Indeed, there are no outliers.

Correlation

To see if there is any correlation between the two variables, we'll plot $C = f(T)$

In [5]:
plt.scatter(gas_data.temp_diff, gas_data.power)
plt.xlabel(r"$\Delta T\ [^{\circ}\mathrm{C}]$")
plt.ylabel(r"$C\ [\mathrm{kWh}]$")
plt.show()

There appears to be an upward trend. To see how strong it is, we will check the Pearson correlation coefficient.

In [6]:
corr = np.corrcoef(gas_data.temp_diff, gas_data.power)[1][0]
print("Correlation: " + str(corr))
Correlation: 0.626803947457

This indicates a positive correlation, that is, the gas consumption tends to increase when the temperature difference increases.

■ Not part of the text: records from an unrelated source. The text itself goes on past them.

use super::teacher::end_session;
use super::{html, redirect_on_session, redirect_with_flash, see_other, take_flashes, PageResult};
use crate::auth::{session_token, AdminSession, FlashLevel, Identity};
use crate::error::AppError;
use crate::forms::AdminLoginForm;
use crate::views::{self, Page};
use crate::AppState;
use actix_web::{web, HttpRequest, HttpResponse};

pub async fn login_form(state: web::Data<AppState>, req: HttpRequest) -> PageResult {
    let token = session_token(&req);
    if let Some(Identity::Admin { .. }) = token.as_deref().and_then(|t| state.sessions.identity(t)) {
        return Ok(see_other("/admin/dashboard"));
    }
    let page = Page::new("Admin login", take_flashes(&state, &req, token.as_deref()));
    Ok(html(&state, &req, views::admin_login(&page)?))
}

pub async fn login(
    state: web::Data<AppState>,
    req: HttpRequest,
    form: web::Form<AdminLoginForm>,
) -> PageResult {
    let username = form.username.trim();
    let admin = state.db.find_admin_by_username(username).await?;
    let verified = match &admin {
        Some(a) => state.hasher.verify(&form.password, &a.password_hash).await,
        None => false,
    };

    let admin = match admin {
        Some(a) if verified => a,
        _ => {
            tracing::warn!("admin login failed");
            return Ok(redirect_with_flash(
                &state,
                &req,
                "/admin",
                FlashLevel::Danger,
                "Invalid admin credentials.",
            ));
        }
    };

    let previous = session_token(&req);
    let token = state.sessions.login(
        previous.as_deref(),
        Identity::Admin {
            username: admin.username.clone(),
        },
    );
    tracing::info!(admin = %admin.username, "admin logged in");
    Ok(redirect_on_session(
        &state,
        Some(&token),
        "/admin/dashboard",
        FlashLevel::Success,
        "Logged in as admin.",
    ))
}

pub async fn logout(state: web::Data<AppState>, req: HttpRequest) -> HttpResponse {
    end_session(&state, &req)
}

pub async fn dashboard(
    state: web::Data<AppState>,
    req: HttpRequest,
    session: AdminSession,
) -> PageResult {
    let teachers = state.db.list_teachers().await?;
    let page = Page::new("Admin", take_flashes(&state, &req, Some(&session.token)))
        .for_admin(&session.username);
    Ok(html(&state, &req, views::admin_dashboard(&page, &teachers)?))
}

pub async fn teacher_students(
    state: web::Data<AppState>,
    req: HttpRequest,
    session: AdminSession,
    path: web::Path<i64>,
) -> PageResult {
    let teacher_id = path.into_inner();
    let teacher = state
        .db
        .get_teacher(teacher_id)
        .await?
        .ok_or(AppError::NotFound)?;
    let students = state.db.students_for_teacher(teacher_id).await?;

    let page = Page::new(
        format!("Students of {}", teacher.name),
        take_flashes(&state, &req, Some(&session.token)),
    )
    .for_admin(&session.username);
    Ok(html(&state, &req, views::admin_students(&page, &teacher, &students)?))
}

We can also add a trendline to the plot.

In [7]:
a, b, r_value, p_value, std_err  = stats.linregress(gas_data.temp_diff, gas_data.power)
plt.scatter(gas_data.temp_diff, gas_data.power, label = None)
regr_label = r"$y = " + str(round(a, 2)) + "x + " + str(round(b,2)) + "$"
plt.plot(gas_data.temp_diff, gas_data.temp_diff * a + b, color = "red", linestyle = "--", label = regr_label)
plt.xlabel(r"$\Delta T\ [^{\circ}\mathrm{C}]$")
plt.ylabel(r"$C\ [\mathrm{kWh}]$")
plt.legend()
plt.show()

Example 2. Cloud Seeding

Background

The dataset represents data from seeded and unseeded clouds. Each cloud was randomly chosen to be seeded or not. The values represent rainfall from the clouds $R [\text{mm}]$.

Question

Does seeding increase rainfall?

Data Exploration

Once again, the dataset is small enough, so let's just review it. We'll also rename the column names to make them "Pythonic".

In [8]:
cloud_data = pd.read_table("clouds.csv", header = 0)
cloud_data.columns = ["unseeded", "seeded"]
cloud_data
Out[8]:
unseeded seeded
0 1202.6 2745.6
1 830.1 1697.8
2 372.4 1656.0
3 345.5 978.0
4 321.2 703.4
5 244.3 489.1
6 163.0 430.0
7 147.8 334.1
8 95.0 302.8
9 87.0 274.7
10 81.2 274.7
11 68.5 255.0
12 47.3 242.5
13 41.1 200.7
14 36.6 198.6
15 29.0 129.6
16 28.6 119.0
17 26.3 118.3
18 26.1 115.3
19 24.4 92.4
20 21.7 40.6
21 17.3 32.7
22 11.5 31.4
23 4.9 17.5
24 4.9 7.7
25 1.0 4.1

Let's see how the values are distributed, again using histograms.

In [9]:
def plot_histogram_clouds(data, axis, xlabel, ylabel, title):
    axis.hist(data, bins = 10)
    axis.set_xlabel(xlabel)
    axis.set_ylabel(ylabel)
    axis.set_title(title)

f, (ax1, ax2) = plt.subplots(2, figsize = (5, 6))
plot_histogram_clouds(cloud_data.unseeded, ax1, r"$R\ [\mathrm{mm}]$", "$N$", "$\mathrm{Unseeded\ clouds}$")
plot_histogram_clouds(cloud_data.seeded, ax2, r"$R\ [\mathrm{mm}]$", "$N$", "$\mathrm{Seeded\ clouds}$")

f.tight_layout()
plt.show()

The distributions may look the same but the units on the x axis are different. Looking at it, we can see that the seeded clouds have a much greater range.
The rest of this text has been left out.